In preparation for MASH deadlines, I’ve begun to review the history of NCHRP 350 guidance and what has(n’t) been documented yet for MASH. One item that came up during review of Deflection Limits for Temporary Concrete Barriers (http://mwrsf.unl.edu/researchhub/files/Report243/TRP-03-113-03%20(revised).pdf) was the adjusted deflection using an 85th percentile impact. As I understand, the full impact for NCHRP 350 was 45.3 inches (perhaps originating in part from http://mwrsf.unl.edu/researchhub/files/Report158/TRP-03-64-96.pdf), which we have rounded to 48 inches on our standard (Table A on page 3 of https://iowadot.gov/design/SRP/IndividualStandards/eba401.pdf), and for less than severe drop-offs, an 85th percentile deflection of 24 inches was likely appropriate (page 14).

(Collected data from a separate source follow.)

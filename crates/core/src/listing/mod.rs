//! Community listing: category filter, pagination, and URL page state.

mod state;

pub use state::PageState;

use serde::Serialize;

use crate::models::Community;
use crate::search::CommunitySearch;

/// Communities per listing page.
pub const DEFAULT_PAGE_SIZE: usize = 21;

/// Records that carry a category.
pub trait Categorized {
    fn category(&self) -> &str;
}

impl Categorized for Community {
    fn category(&self) -> &str {
        &self.category
    }
}

/// One page of a filtered collection.
#[derive(Debug, Clone, PartialEq, Serialize)]
pub struct Page<T> {
    pub items: Vec<T>,
    /// Requested page (1-based), even when it is past the end.
    pub page: usize,
    pub page_count: usize,
    /// Number of records after filtering.
    pub total: usize,
    pub page_size: usize,
}

impl<T> Page<T> {
    /// Nothing to show: render the "no results" state.
    pub fn is_empty(&self) -> bool {
        self.items.is_empty()
    }

    pub fn has_next(&self) -> bool {
        self.page < self.page_count
    }

    pub fn has_prev(&self) -> bool {
        self.page > 1
    }
}

/// Keep records whose category equals `category` exactly. `None` keeps all.
pub fn filter_by_category<'a, T: Categorized>(items: &'a [T], category: Option<&str>) -> Vec<&'a T> {
    match category {
        Some(category) => items.iter().filter(|i| i.category() == category).collect(),
        None => items.iter().collect(),
    }
}

/// Slice page `page` (1-based) out of `items`.
///
/// `page_count = ceil(len / page_size)`; a page past the end is empty.
pub fn paginate<T: Clone>(items: &[T], page: usize, page_size: usize) -> Page<T> {
    let page_size = page_size.max(1);
    let page = page.max(1);
    let total = items.len();
    let page_count = total.div_ceil(page_size);

    let start = (page - 1).saturating_mul(page_size).min(total);
    let end = page.saturating_mul(page_size).min(total);

    Page {
        items: items[start..end].to_vec(),
        page,
        page_count,
        total,
        page_size,
    }
}

/// Filter by the state's category, then cut out the state's page.
pub fn community_page(
    communities: &[Community],
    state: &PageState,
    page_size: usize,
) -> Page<Community> {
    let filtered: Vec<Community> = filter_by_category(communities, state.category())
        .into_iter()
        .cloned()
        .collect();
    paginate(&filtered, state.page(), page_size)
}

/// Search, filter, and paginate in one step.
pub fn community_listing(
    search: &CommunitySearch,
    query: &str,
    state: &PageState,
    page_size: usize,
) -> Page<Community> {
    let matches = search.search(query);
    community_page(&matches, state, page_size)
}
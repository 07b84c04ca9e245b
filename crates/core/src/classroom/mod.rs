//! Lesson viewer state machine.
//!
//! Positions are *display indices*: 0 is the course summary, and lesson `i`
//! sits at display index `i + 1`. Conversions go through
//! [`lesson_to_display`] and [`display_to_lesson`] only.

use std::collections::HashSet;

use serde::Serialize;
use thiserror::Error;

use crate::models::{Course, LessonContent};

#[derive(Debug, Error, Clone, PartialEq, Eq)]
pub enum ClassroomError {
    #[error("position {index} is out of range (last is {last})")]
    OutOfRange { index: usize, last: usize },
}

/// What the viewer renders at a display position.
#[derive(Debug, Clone, Copy, PartialEq, Eq, Serialize)]
#[serde(rename_all = "lowercase")]
pub enum ContentType {
    Summary,
    Video,
    Youtube,
    Pdf,
}

impl From<&LessonContent> for ContentType {
    fn from(content: &LessonContent) -> Self {
        match content {
            LessonContent::Video { .. } => ContentType::Video,
            LessonContent::Youtube { .. } => ContentType::Youtube,
            LessonContent::Pdf { .. } => ContentType::Pdf,
        }
    }
}

/// `None` when the lesson index has no display position.
pub fn lesson_to_display(lesson: usize) -> Option<usize> {
    lesson.checked_add(1)
}

/// `None` for the summary position.
pub fn display_to_lesson(display: usize) -> Option<usize> {
    display.checked_sub(1)
}

/// One viewing session of a course.
///
/// Navigation never records progress. Only the end of playback of a `Video`
/// lesson does, and at most once per lesson per session.
#[derive(Debug, Clone)]
pub struct Classroom {
    course: Course,
    position: usize,
    reported: HashSet<usize>,
}

impl Classroom {
    /// Opens on the summary.
    pub fn new(course: Course) -> Self {
        Self {
            course,
            position: 0,
            reported: HashSet::new(),
        }
    }

    pub fn course(&self) -> &Course {
        &self.course
    }

    pub fn position(&self) -> usize {
        self.position
    }

    /// Highest valid display index.
    pub fn last_position(&self) -> usize {
        self.course.lessons.len()
    }

    pub fn current_lesson(&self) -> Option<usize> {
        display_to_lesson(self.position)
    }

    pub fn content_type(&self) -> ContentType {
        match self.current_lesson().and_then(|i| self.course.lessons.get(i)) {
            Some(lesson) => ContentType::from(&lesson.content),
            None => ContentType::Summary,
        }
    }

    pub fn select(&mut self, display: usize) -> Result<ContentType, ClassroomError> {
        let last = self.last_position();
        if display > last {
            return Err(ClassroomError::OutOfRange {
                index: display,
                last,
            });
        }
        self.position = display;
        Ok(self.content_type())
    }

    /// Select by lesson index rather than display index.
    pub fn select_lesson(&mut self, lesson: usize) -> Result<ContentType, ClassroomError> {
        let display = lesson_to_display(lesson).ok_or(ClassroomError::OutOfRange {
            index: lesson,
            last: self.last_position(),
        })?;
        self.select(display)
    }

    pub fn can_next(&self) -> bool {
        self.position < self.last_position()
    }

    pub fn can_prev(&self) -> bool {
        self.position > 0
    }

    /// Advance one position; stays put at the last lesson.
    pub fn next(&mut self) -> ContentType {
        if self.can_next() {
            self.position += 1;
        }
        self.content_type()
    }

    /// Go back one position; stays put on the summary.
    pub fn prev(&mut self) -> ContentType {
        if self.can_prev() {
            self.position -= 1;
        }
        self.content_type()
    }

    /// Playback of the current lesson reached its end.
    ///
    /// Returns the lesson index to mark as watched, or `None` when the current
    /// content is not a self-hosted video or was already reported in this
    /// session.
    pub fn playback_ended(&mut self) -> Option<usize> {
        if self.content_type() != ContentType::Video {
            return None;
        }
        let lesson = self.current_lesson()?;
        self.reported.insert(lesson).then_some(lesson)
    }
}

#[cfg(test)]
mod tests {
    use super::*;
    use crate::models::Lesson;
    use crate::testing::fixtures;

    fn mixed_course() -> Course {
        let mut course = fixtures::course("course-1", 0);
        course.lessons = vec![
            Lesson {
                title: "Intro".into(),
                summary: None,
                content: LessonContent::Video {
                    url: "https://cdn.example.com/1.mp4".into(),
                },
            },
            Lesson {
                title: "Talk".into(),
                summary: None,
                content: LessonContent::Youtube {
                    url: "https://youtube.com/watch?v=x".into(),
                },
            },
            Lesson {
                title: "Notes".into(),
                summary: Some("Reading".into()),
                content: LessonContent::Pdf {
                    url: "https://cdn.example.com/notes.pdf".into(),
                },
            },
        ];
        course
    }

    #[test]
    fn test_index_mapping() {
        assert_eq!(lesson_to_display(0), Some(1));
        assert_eq!(lesson_to_display(usize::MAX), None);
        assert_eq!(display_to_lesson(0), None);
        for i in 0..50 {
            assert_eq!(lesson_to_display(i).and_then(display_to_lesson), Some(i));
        }
    }

    #[test]
    fn test_select_lesson_rejects_huge_index() {
        let mut classroom = Classroom::new(mixed_course());
        assert_eq!(classroom.select_lesson(0), Ok(ContentType::Video));
        assert_eq!(classroom.position(), 1);

        let err = classroom.select_lesson(usize::MAX).unwrap_err();
        assert!(matches!(err, ClassroomError::OutOfRange { index: usize::MAX, .. }));
        assert_eq!(classroom.position(), 1);
    }

    #[test]
    fn test_opens_on_summary() {
        let classroom = Classroom::new(mixed_course());
        assert_eq!(classroom.position(), 0);
        assert_eq!(classroom.content_type(), ContentType::Summary);
        assert!(!classroom.can_prev());
        assert!(classroom.can_next());
    }

    #[test]
    fn test_select_renders_content_type() {
        let mut classroom = Classroom::new(mixed_course());
        assert_eq!(classroom.select(1), Ok(ContentType::Video));
        assert_eq!(classroom.select(2), Ok(ContentType::Youtube));
        assert_eq!(classroom.select(3), Ok(ContentType::Pdf));
        assert_eq!(classroom.select(0), Ok(ContentType::Summary));
    }

    #[test]
    fn test_select_out_of_range() {
        let mut classroom = Classroom::new(mixed_course());
        classroom.select(2).unwrap();
        assert_eq!(
            classroom.select(4),
            Err(ClassroomError::OutOfRange { index: 4, last: 3 })
        );
        assert_eq!(classroom.position(), 2);
    }

    #[test]
    fn test_navigation_clamps() {
        let mut classroom = Classroom::new(mixed_course());
        classroom.prev();
        assert_eq!(classroom.position(), 0);

        for _ in 0..10 {
            classroom.next();
        }
        assert_eq!(classroom.position(), 3);
        assert!(!classroom.can_next());

        classroom.prev();
        assert_eq!(classroom.position(), 2);
    }

    #[test]
    fn test_navigation_records_nothing() {
        let mut classroom = Classroom::new(mixed_course());
        classroom.next();
        classroom.next();
        classroom.prev();
        // First video still reports on first completion.
        assert_eq!(classroom.playback_ended(), Some(0));
    }

    #[test]
    fn test_playback_reports_once_per_lesson() {
        let mut classroom = Classroom::new(mixed_course());
        classroom.select(1).unwrap();
        assert_eq!(classroom.playback_ended(), Some(0));
        assert_eq!(classroom.playback_ended(), None);

        classroom.next();
        classroom.prev();
        assert_eq!(classroom.playback_ended(), None);
    }

    #[test]
    fn test_only_video_reports() {
        let mut classroom = Classroom::new(mixed_course());
        assert_eq!(classroom.playback_ended(), None);
        classroom.select(2).unwrap();
        assert_eq!(classroom.playback_ended(), None);
        classroom.select(3).unwrap();
        assert_eq!(classroom.playback_ended(), None);
    }

    #[test]
    fn test_empty_course_only_has_summary() {
        let mut classroom = Classroom::new(fixtures::course("empty", 0));
        assert_eq!(classroom.last_position(), 0);
        assert!(!classroom.can_next());
        assert_eq!(classroom.next(), ContentType::Summary);
        assert!(classroom.select(1).is_err());
    }
}
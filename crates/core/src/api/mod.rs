//! Remote platform API.
//!
//! `PlatformApi` is the seam between the client and the REST service;
//! `HttpPlatformApi` talks JSON over HTTPS, `testing::MockPlatformApi`
//! stands in for it in tests.

mod http;

pub use http::HttpPlatformApi;

use async_trait::async_trait;
use sha2::{Digest, Sha256};
use std::fmt;
use thiserror::Error;

use crate::models::{
    AdminAnalytics, Category, Community, CommunityUpdate, Course, ErrorLog, ErrorReport,
    MessageResponse, NewCategory, NewCommunity, NewWithdrawal, Notification, SettingsUpdate,
    User, UserAnalytics, Withdrawal, WithdrawalUpdate,
};

/// Errors that can occur when talking to the platform API.
///
/// Cloneable so one failed fetch can be handed to every caller that was
/// waiting on it.
#[derive(Debug, Clone, Error, PartialEq)]
pub enum ApiError {
    /// Request never produced a response.
    #[error("Network error: {0}")]
    Network(String),

    /// Missing or expired session (401).
    #[error("Authentication required")]
    Unauthorized,

    /// Authenticated but not allowed (403).
    #[error("Forbidden: {0}")]
    Forbidden(String),

    /// Resource not found (404).
    #[error("Resource not found: {0}")]
    NotFound(String),

    /// Any other non-2xx answer; `message` is the server's human-readable text.
    #[error("API error: {status} - {message}")]
    Api { status: u16, message: String },

    /// Failed to parse response.
    #[error("Failed to parse response: {0}")]
    Parse(String),

    /// Client not configured (bad base URL, etc.).
    #[error("Client not configured: {0}")]
    NotConfigured(String),
}

impl From<reqwest::Error> for ApiError {
    fn from(e: reqwest::Error) -> Self {
        ApiError::Network(e.to_string())
    }
}

impl ApiError {
    /// Build the error for a non-2xx answer from its status and body.
    pub fn from_response(status: u16, body: &str, resource: &str) -> Self {
        let message = error_message(body);
        match status {
            401 => ApiError::Unauthorized,
            403 => ApiError::Forbidden(message),
            404 => ApiError::NotFound(resource.to_string()),
            _ => ApiError::Api { status, message },
        }
    }

    pub fn is_not_found(&self) -> bool {
        matches!(self, ApiError::NotFound(_))
    }

    /// Text suitable for a transient notification.
    pub fn user_message(&self) -> String {
        match self {
            ApiError::Network(_) => "Could not reach the server. Please try again.".to_string(),
            ApiError::Unauthorized => "Your session has expired. Please sign in again.".to_string(),
            ApiError::Forbidden(msg) if !msg.is_empty() => msg.clone(),
            ApiError::Forbidden(_) => "You are not allowed to do that.".to_string(),
            ApiError::NotFound(what) => format!("{} was not found.", what),
            ApiError::Api { message, .. } if !message.is_empty() => message.clone(),
            ApiError::Api { status, .. } => format!("Request failed ({}).", status),
            ApiError::Parse(_) | ApiError::NotConfigured(_) => {
                "Something went wrong. Please try again.".to_string()
            }
        }
    }
}

/// Extract the human-readable message of an error body.
///
/// Accepts a JSON string, a JSON object with `message` or `error`, or
/// falls back to the raw text.
pub fn error_message(body: &str) -> String {
    match serde_json::from_str::<serde_json::Value>(body) {
        Ok(serde_json::Value::String(s)) => s,
        Ok(serde_json::Value::Object(map)) => ["message", "error", "msg"]
            .iter()
            .find_map(|k| map.get(*k).and_then(|v| v.as_str()).map(str::to_string))
            .unwrap_or_else(|| body.trim().to_string()),
        _ => body.trim().to_string(),
    }
}

/// Bearer token of a signed-in user.
#[derive(Clone, PartialEq, Eq)]
pub struct Credentials {
    token: String,
}

impl Credentials {
    pub fn bearer(token: impl Into<String>) -> Self {
        Self {
            token: token.into(),
        }
    }

    pub fn token(&self) -> &str {
        &self.token
    }

    /// Stable, non-reversible id of this session, used to scope cache keys.
    pub fn scope(&self) -> String {
        let digest = Sha256::digest(self.token.as_bytes());
        format!("{:x}", digest)[..16].to_string()
    }
}

impl fmt::Debug for Credentials {
    fn fmt(&self, f: &mut fmt::Formatter<'_>) -> fmt::Result {
        f.debug_struct("Credentials")
            .field("scope", &self.scope())
            .finish()
    }
}

/// Operations of the platform REST API.
#[async_trait]
pub trait PlatformApi: Send + Sync {
    // Communities

    async fn list_communities(&self) -> Result<Vec<Community>, ApiError>;

    async fn get_community(&self, id: &str) -> Result<Community, ApiError>;

    async fn create_community(
        &self,
        credentials: &Credentials,
        community: &NewCommunity,
    ) -> Result<Community, ApiError>;

    async fn update_community(
        &self,
        credentials: &Credentials,
        id: &str,
        update: &CommunityUpdate,
    ) -> Result<Community, ApiError>;

    async fn delete_community(
        &self,
        credentials: &Credentials,
        id: &str,
    ) -> Result<MessageResponse, ApiError>;

    async fn join_community(
        &self,
        credentials: &Credentials,
        id: &str,
    ) -> Result<MessageResponse, ApiError>;

    // Categories

    async fn list_categories(&self) -> Result<Vec<Category>, ApiError>;

    async fn create_category(
        &self,
        credentials: &Credentials,
        category: &NewCategory,
    ) -> Result<Category, ApiError>;

    async fn update_category(
        &self,
        credentials: &Credentials,
        id: &str,
        category: &NewCategory,
    ) -> Result<Category, ApiError>;

    async fn delete_category(
        &self,
        credentials: &Credentials,
        id: &str,
    ) -> Result<MessageResponse, ApiError>;

    // Courses

    async fn list_courses(&self, community_id: &str) -> Result<Vec<Course>, ApiError>;

    async fn get_course(&self, id: &str) -> Result<Course, ApiError>;

    /// Record lesson `lesson_index` of `course_id` as watched by the user.
    async fn mark_lesson_watched(
        &self,
        credentials: &Credentials,
        course_id: &str,
        lesson_index: usize,
    ) -> Result<MessageResponse, ApiError>;

    // User

    async fn current_user(&self, credentials: &Credentials) -> Result<User, ApiError>;

    async fn user_analytics(&self, credentials: &Credentials) -> Result<UserAnalytics, ApiError>;

    async fn update_settings(
        &self,
        credentials: &Credentials,
        settings: &SettingsUpdate,
    ) -> Result<User, ApiError>;

    async fn notifications(&self, credentials: &Credentials)
        -> Result<Vec<Notification>, ApiError>;

    // Withdrawals

    async fn list_withdrawals(&self, credentials: &Credentials)
        -> Result<Vec<Withdrawal>, ApiError>;

    async fn create_withdrawal(
        &self,
        credentials: &Credentials,
        withdrawal: &NewWithdrawal,
    ) -> Result<Withdrawal, ApiError>;

    async fn update_withdrawal(
        &self,
        credentials: &Credentials,
        id: &str,
        update: &WithdrawalUpdate,
    ) -> Result<Withdrawal, ApiError>;

    async fn delete_withdrawal(
        &self,
        credentials: &Credentials,
        id: &str,
    ) -> Result<MessageResponse, ApiError>;

    // Admin

    async fn admin_analytics(&self, credentials: &Credentials)
        -> Result<AdminAnalytics, ApiError>;

    async fn error_logs(&self, credentials: &Credentials) -> Result<Vec<ErrorLog>, ApiError>;

    /// Submit a report from the recovery screen. Does not require a session.
    async fn report_error(&self, report: &ErrorReport) -> Result<MessageResponse, ApiError>;
}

In reviewing your recent Development of a Retrofit, Low-Deflection, Temporary Concrete Barrier System (http://mwrsf.unl.edu/researchhub/files/Report287/TRP-03-295-14.pdf), Table 1 on page 5 of the report suggests that expected deflection of the system under full MASH conditions has increased to 79.6 inches but I couldn’t find a similar statement regarding the 85th percentile for the non-steel tube “prior” condition. Are you aware of what this recommendation is or will this need to be a separate modeling project similar to NCHRP 350 efforts? As I understand, with the steel tube system, full deflection is 40.7 inches (page 247) and the 85th percentile at 24 inches (page 248).
Thank you!
Hi Khyle,
We just looked at this as part of an project for NDOR on reduced PCB system lengths. We estimated the MASH TL-3 85% impact severity deflection ay 68” for a system length of 16 barriers or more.
See the attached report.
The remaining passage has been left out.